To encourage using Civic some CVC is also sent to the user because the companies needing verification of documents will eventually need to buy more tokens from the users. This creates a win win win economy.

It is evident that the Civic token works in a way that is more than just monetary. Naturally, the Civic platform would not accept BTC, ETH, or NEO to use their services — it is just the CVC token. Of course, each transaction requires some Ether too because it is built on the Ethereum blockchain and the miners need to be paid.

Token vs Coin: Security, Equity, and Utility and Payment Tokens

Finally, when defining the token, let’s look at the three different types of tokens. The categorization is established according to their purpose – Security or Asset Tokens, Payment Tokens, Equity Tokens, and Utility Tokens.

Security, equity, utility, and payment tokens were first regulated in February 2018 by the Swiss Financial regulators FINMA which published guidelines to define and regulate the types of tokens. They needed to categorize the tokens and understand how to treat them differently when considering their legality:

Security Tokens – Security tokens are most tokens issued by ICO (Initial Coin Offering). Majorly, investors are investing their money in the ICO with the expectation of profit. Swiss jurisdiction treats the ICO in the same way as traditional securities.

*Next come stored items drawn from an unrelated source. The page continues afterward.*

//! Result Pagination
//!
//! Slices an ordered result set into fixed-size, 1-indexed pages. Page
//! numbers below 1 are clamped; pages beyond the end yield an empty slice.
//! The total unfiltered count travels with the page for display.

/// One page of results.
#[derive(Debug, Clone, PartialEq, Eq)]
pub struct Page<T> {
    pub items: Vec<T>,
    /// 1-indexed page number after clamping.
    pub number: u32,
    /// Total result count before slicing.
    pub total: usize,
}

/// Slice `items` into the requested page.
pub fn paginate<T>(items: Vec<T>, page: u32, per_page: usize) -> Page<T> {
    let number = page.max(1);
    let total = items.len();
    let start = (number as usize - 1).saturating_mul(per_page);

    let items = if start >= total {
        Vec::new()
    } else {
        items.into_iter().skip(start).take(per_page).collect()
    };

    Page {
        items,
        number,
        total,
    }
}

/// Parse a raw page argument; non-numeric or non-positive input yields 1.
pub fn parse_page(raw: Option<&str>) -> u32 {
    raw.and_then(|s| s.trim().parse::<u32>().ok())
        .filter(|p| *p >= 1)
        .unwrap_or(1)
}
//! Property-based tests for tokenization
//!
//! Tests invariants:
//! - Tokens are lowercase
//! - Tokens never contain whitespace
//! - Tokenization never panics on arbitrary input
//! - Tokenizing twice yields the same sequence

use proptest::prelude::*;

use crate::core::tokenize::Tokenizer;

proptest! {
    #[test]
    fn tokens_are_lowercase(query in "[ -~]{0,200}") {
        let tokenizer = Tokenizer::new();
        for token in tokenizer.tokenize(&query) {
            prop_assert!(!token.chars().any(|c| c.is_ascii_uppercase()));
        }
    }

    #[test]
    fn tokens_contain_no_whitespace(query in ".{0,200}") {
        let tokenizer = Tokenizer::new();
        for token in tokenizer.tokenize(&query) {
            prop_assert!(!token.contains(char::is_whitespace));
            prop_assert!(!token.is_empty());
        }
    }

    #[test]
    fn tokenization_is_deterministic(query in ".{0,200}") {
        let tokenizer = Tokenizer::new();
        let first: Vec<String> = tokenizer.tokenize(&query).collect();
        let second: Vec<String> = tokenizer.tokenize(&query).collect();
        prop_assert_eq!(first, second);
    }
}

Equity Tokens – An equity token is a token that represents some stock or equity in the company that issues it. However, such an ICO has not become fully adopted and few companies have accepted it because there isn’t much regulatory guidance about what is legal and what is not.

Utility Tokens – Also known as application tokens are used to provide people with access to either a product or service. Most tokens are expected to gain in value based on their limited supply making them also rare and with high potential to increase value over time.

Payment Tokens – payment tokens pay for goods and services.

After FINMA classified the types of tokens currently available, it carefully pointed out that each token could fall into more than one category.

More financial regulators will likely offer slightly different definitions as the environment becomes more established. Still, ICOs and tokens are new concepts. Understandably, the law hasn’t quite caught up yet.

Token vs Coin: Conclusion

After this Token vs Coin guide, you should be able to understand what is meant when someone says digital “coin” and digital “token”. It wasn’t that confusing after all, was it?

To recap with a simpler definition, a coin is native to its own blockchain and a token has been built on top of another blockchain, like Ethereum, NEO, or Waves.

Also, we can make a distinction in terms of their uses. Coins are most often used simply as money even though, some coins do have other uses like fueling applications, being used as a stake to validate a transaction on a network, or being used to fuel smart contract and token transactions.

On the contrary, tokens serve a different purpose. They are dependent on the dApp’s purpose if they are created on a dApp. For example, they could be used for features such as voting rights. In other cases, they are used to reward the users with things like discounted fees, etc. (like Binance) or for transactions on the dApp (like Civic).

Through these examples of both coins and tokens, we hope we have helped you to develop a clear understanding of how to easily distinguish them.

So, now that you know what is a coin and what is a token, list your favorite cryptos and say whether they are coins or tokens. Have fun 😊!!!